The results of this study indicate that activation of BTK in macrophages may play an important role in promoting the progression of renal inflammation in IgAN.
布鲁顿酪氨酸激酶(BTK)是一种重要的生物分子,参与免疫调节。先前的研究表明,BTK 可在狼疮肾炎和类风湿关节炎患者中检测到。然而,BTK 在 IgA 肾病(IgAN)中的作用尚未阐明。本研究旨在探讨 BTK 在 IgAN 中巨噬细胞中的激活作用。
收集 63 例 IgAN 患者的外周血和肾组织样本,收集 20 例肾肿瘤切除术后肿瘤旁正常组织作为对照。此外,招募 20 名健康志愿者作为对照。采用免疫组化(IHC)、实时聚合酶链反应(RT-PCR)、Western blot 和酶联免疫吸附试验(ELISA)检测 BTK、CD68、磷酸化 BTK(pBTK)、磷酸化核因子-κB(p-NF-κB p65)、肿瘤坏死因子(TNF)-α、白细胞介素(IL)-1β和单核细胞趋化蛋白(MCP)-1的水平。

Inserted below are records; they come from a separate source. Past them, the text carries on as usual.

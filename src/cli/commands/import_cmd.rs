//! `secretstore import` — build a new vault from an exported document.
//!
//! The target database must be empty. The password is checked against
//! the document before anything is written.

use std::path::Path;

use crate::cli::output;
use crate::cli::{load_settings, prompt_password, store_path, Cli};
use crate::errors::Result;
use crate::store::SqliteRepository;
use crate::vault::{MasterPassword, VaultDocument, VaultSession};

/// Execute the `import` command.
pub fn execute(cli: &Cli, file: &Path) -> Result<()> {
    let settings = load_settings()?;
    let params = settings.kdf_params()?;
    let path = store_path(cli, &settings);

    let document = VaultDocument::read_from(file)?;

    // Verify first so a wrong password leaves the target untouched.
    let password = prompt_password()?;
    MasterPassword::from_record(&document.master_password)?.verify(&password)?;

    let repository = SqliteRepository::open(&path)?;
    let session = VaultSession::open_from_document(repository, &password, &document, &params)?;

    output::success(&format!(
        "Imported {} secret(s) into {}",
        session.list_labels()?.len(),
        path.display()
    ));

    Ok(())
}
//! Integration tests for the SecretStore CLI.
//!
//! These tests exercise the binary end-to-end using `assert_cmd`.
//! Interactive prompts are bypassed with `SECRET_STORE_PASSWORD`, and
//! `HOME` points at a temp dir whose `.secretstore.toml` selects cheap
//! KDF parameters.

use assert_cmd::Command;
use assert_fs::prelude::*;
use assert_fs::TempDir;
use predicates::prelude::*;

const PASSWORD: &str = "Sup3rSecret!";

const FAST_CONFIG: &str = "\
argon2_memory_kib = 8192
argon2_iterations = 1
argon2_parallelism = 1
pbkdf2_iterations = 1000
";

/// Helper: get a Command pointing at the secretstore binary.
fn secretstore() -> Command {
    #[allow(deprecated)]
    Command::cargo_bin("secretstore").expect("binary should exist")
}

/// A scratch home directory with a fast config.
fn home() -> TempDir {
    let tmp = TempDir::new().unwrap();
    tmp.child(".secretstore.toml").write_str(FAST_CONFIG).unwrap();
    tmp
}

/// Helper: a Command bound to `home`, its default store, and `password`.
fn cmd(home: &TempDir, password: &str) -> Command {
    cmd_with_store(home, password, &home.path().join("secrets.sqlite3.dat"))
}

/// Helper: like [`cmd`], with an explicit store file.
fn cmd_with_store(home: &TempDir, password: &str, store: &std::path::Path) -> Command {
    let mut cmd = secretstore();
    cmd.env("HOME", home.path())
        .env("SECRET_STORE_PASSWORD", password)
        .env_remove("SECRET_STORE_FILE")
        .env_remove("SECRET_EXPORT_FILE")
        .env_remove("SECRET_STORE_NEW_PASSWORD")
        .env_remove("SECRETSTORE_LOG")
        .arg("--store")
        .arg(store);
    cmd
}

#[test]
fn help_flag_shows_usage() {
    secretstore()
        .arg("--help")
        .assert()
        .success()
        .stdout(predicate::str::contains("Local encrypted secret vault"))
        .stdout(predicate::str::contains("get"))
        .stdout(predicate::str::contains("set"))
        .stdout(predicate::str::contains("delete"))
        .stdout(predicate::str::contains("list"))
        .stdout(predicate::str::contains("passwd"))
        .stdout(predicate::str::contains("export"))
        .stdout(predicate::str::contains("import"))
        .stdout(predicate::str::contains("bank-login"));
}

#[test]
fn version_flag_shows_version() {
    secretstore()
        .arg("--version")
        .assert()
        .success()
        .stdout(predicate::str::contains("secretstore"));
}

#[test]
fn no_args_shows_help() {
    secretstore()
        .assert()
        .failure()
        .stderr(predicate::str::contains("Usage"));
}

#[test]
fn set_then_get_prints_value() {
    let home = home();

    cmd(&home, PASSWORD)
        .args(["set", "email", "hunter2"])
        .assert()
        .success()
        .stdout(predicate::str::contains("Secret 'email' added"));

    cmd(&home, PASSWORD)
        .args(["get", "email"])
        .assert()
        .success()
        .stdout("hunter2\n");

    home.child("secrets.sqlite3.dat").assert(predicate::path::exists());
}

#[test]
fn set_reads_piped_stdin() {
    let home = home();

    cmd(&home, PASSWORD)
        .args(["set", "note"])
        .write_stdin("from stdin\n")
        .assert()
        .success();

    cmd(&home, PASSWORD)
        .args(["get", "note"])
        .assert()
        .success()
        .stdout("from stdin\n");
}

#[test]
fn get_with_wrong_password_fails() {
    let home = home();
    cmd(&home, PASSWORD).args(["set", "email", "hunter2"]).assert().success();

    cmd(&home, "wrong-password")
        .args(["get", "email"])
        .assert()
        .failure()
        .stderr(predicate::str::contains("Authentication failed"))
        .stdout(predicate::str::contains("hunter2").not());
}

#[test]
fn get_missing_label_fails() {
    let home = home();
    cmd(&home, PASSWORD).args(["set", "email", "hunter2"]).assert().success();

    cmd(&home, PASSWORD)
        .args(["get", "nothing"])
        .assert()
        .failure()
        .stderr(predicate::str::contains("no secret labelled 'nothing'"));
}

#[test]
fn weak_password_cannot_create_vault() {
    let home = home();
    cmd(&home, "short")
        .args(["set", "email", "hunter2"])
        .assert()
        .failure()
        .stderr(predicate::str::contains("minimum 8 characters"));
}

#[test]
fn list_and_delete() {
    let home = home();
    cmd(&home, PASSWORD).args(["set", "email", "hunter2"]).assert().success();
    cmd(&home, PASSWORD).args(["set", "bank", "pw: Abc123"]).assert().success();

    cmd(&home, PASSWORD)
        .arg("list")
        .assert()
        .success()
        .stdout(predicate::str::contains("email"))
        .stdout(predicate::str::contains("bank"));

    cmd(&home, PASSWORD)
        .args(["delete", "bank", "--force"])
        .assert()
        .success()
        .stdout(predicate::str::contains("Deleted secret 'bank'"));

    cmd(&home, PASSWORD)
        .arg("list")
        .assert()
        .success()
        .stdout(predicate::str::contains("bank").not());
}

#[test]
fn passwd_rotates_master_password() {
    let home = home();
    cmd(&home, PASSWORD).args(["set", "email", "hunter2"]).assert().success();
    cmd(&home, PASSWORD).args(["set", "bank", "pw: Abc123"]).assert().success();

    cmd(&home, PASSWORD)
        .env("SECRET_STORE_NEW_PASSWORD", "NewPass123")
        .arg("passwd")
        .assert()
        .success()
        .stdout(predicate::str::contains("2 secrets re-encrypted"));

    cmd(&home, PASSWORD).args(["get", "email"]).assert().failure();
    cmd(&home, "NewPass123")
        .args(["get", "bank"])
        .assert()
        .success()
        .stdout("pw: Abc123\n");
}

#[test]
fn export_then_import_into_new_store() {
    let home = home();
    cmd(&home, PASSWORD).args(["set", "email", "hunter2"]).assert().success();

    let export = home.child("export.json");
    cmd(&home, PASSWORD)
        .args(["export", "--output"])
        .arg(export.path())
        .assert()
        .success();
    let json = std::fs::read_to_string(export.path()).unwrap();
    assert!(json.contains("verification_salt"));
    assert!(!json.contains("hunter2"));

    let restored = home.path().join("restored.dat");
    cmd_with_store(&home, PASSWORD, &restored)
        .arg("import")
        .arg(export.path())
        .assert()
        .success()
        .stdout(predicate::str::contains("Imported 1 secret(s)"));

    cmd_with_store(&home, PASSWORD, &restored)
        .args(["get", "email"])
        .assert()
        .success()
        .stdout("hunter2\n");
}

#[test]
fn import_with_wrong_password_leaves_no_store() {
    let home = home();
    cmd(&home, PASSWORD).args(["set", "email", "hunter2"]).assert().success();

    let export = home.child("export.json");
    cmd(&home, PASSWORD)
        .args(["export", "--output"])
        .arg(export.path())
        .assert()
        .success();

    let restored = home.child("restored.dat");
    cmd_with_store(&home, "wrong-password", restored.path())
        .arg("import")
        .arg(export.path())
        .assert()
        .failure();
    restored.assert(predicate::path::missing());
}

#[test]
fn bank_login_prints_selected_characters() {
    let home = home();
    cmd(&home, PASSWORD)
        .args(["set", "bank", "user: jdoe\npw: Abc123xyz"])
        .assert()
        .success();

    cmd(&home, PASSWORD)
        .args(["bank-login", "bank", "1", "3", "9"])
        .assert()
        .success()
        .stdout("A c z\n");
}

#[test]
fn completions_bash_mentions_binary() {
    secretstore()
        .args(["completions", "bash"])
        .assert()
        .success()
        .stdout(predicate::str::contains("secretstore"));
}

与肿瘤旁正常组织相比,IgAN 组 CD68 和 BTK 的表达水平显著升高(p<0.001),在更新的牛津分类中,M0 与 M1、E0 与 E1、S0 与 S1、T0 与 T1-2、C0 与 C1-2 之间的差异具有统计学意义(p<0.05)。此外,CD68 和 BTK 与 Katafuchi 半定量肾小球和肾小管间质评分呈正相关(r=0.580、0.637 和 0.442、0.489,p<0.05)。BTK 在 IgAN 患者 C3b 和 C4d 阳性肾组织中的表达明显升高(p<0.05)。此外,BTK 与 24 小时尿蛋白、血清肌酐水平呈正相关(r=0.456 和 0.453,p<0.001),与血清白蛋白呈负相关(r=0.357,p<0.05)。与对照组相比,IgAN 患者肾组织和单核细胞中 pBTK 和 p-NF-κB p65 的表达强度明显增加。IHC、RT-PCR 和 ELISA 的结果表明,IgAN 组 TNF-ɑ、IL-1β 和 MCP-1 的水平明显升高(p<0.05)。
本研究结果表明,BTK 在巨噬细胞中的激活可能在促进 IgAN 肾炎症进展中发挥重要作用。